My bags are all packed up, and all my supplies organized. The fall semester starts up in a week, and I move back onto campus this Saturday!
As there always is with new beginnings, I find myself meeting this upcoming semester with a mixture of anxiety and excitement. I'm full to bursting with nervous energy, so incredibly ready to walk down crowded streets and browse the window displays of posh SoHo outlets, or walk out my door at 12AM, knowing there's an entire world at my finger tips.
I'm excited for Trader Joe's and David's Tea, for the coffee shops and bakeries of Chelsea and Midtown, for watching the leaves turn color in Madison Square and Central Park, and staring up at the ceilings of Grand Central Station before getting on a train that snakes its way up along the Hudson.
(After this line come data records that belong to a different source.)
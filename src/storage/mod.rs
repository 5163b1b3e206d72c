pub mod file;
pub mod memory;

pub use file::FileStore;
pub use memory::MemoryStore;

use thiserror::Error;

#[derive(Debug, Error)]
pub enum StorageError {
    #[error("storage quota exceeded: {needed} bytes needed, {quota} allowed")]
    QuotaExceeded { needed: usize, quota: usize },
    #[error("storage I/O error: {0}")]
    Io(#[from] std::io::Error),
    #[error("failed to serialize value: {0}")]
    Serialization(#[from] serde_json::Error),
}

impl StorageError {
    pub fn is_quota_exceeded(&self) -> bool {
        matches!(self, StorageError::QuotaExceeded { .. })
    }
}

/// Text key-value persistence, the local cache the journal lives in.
pub trait KeyValueStore: Send + Sync {
    /// `None` when the key is absent or unreadable.
    fn read(&self, key: &str) -> Option<String>;
    fn write(&self, key: &str, value: &str) -> Result<(), StorageError>;
    fn remove(&self, key: &str);
}

impl<S: KeyValueStore + ?Sized> KeyValueStore for std::sync::Arc<S> {
    fn read(&self, key: &str) -> Option<String> {
        (**self).read(key)
    }

    fn write(&self, key: &str, value: &str) -> Result<(), StorageError> {
        (**self).write(key, value)
    }

    fn remove(&self, key: &str) {
        (**self).remove(key)
    }
}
There's something intrinsically romantic about living in New York City, and I have to remind myself of that from time to time. After you begin to adapt to the scenery, walking past the Flatiron Building becomes just another grocery trip, and spying the Chrysler Building on the skyline just another walk home from class. There's a certain weight to that; a place, however well-regarded or idolized by its populace and others, is after all still just a place. It isn't always graced, and the reality of living there is rarely so well-regarded. A lot of anxiety comes with living in a city the size and like of New York. But I am incredibly privileged to be going to the college I'm going to, and to be living in the area I am. The trick is to acknowledge the darkness without giving it the power to drag you down.
I'm looking forward to be back among the city; its shadows and its pools of light.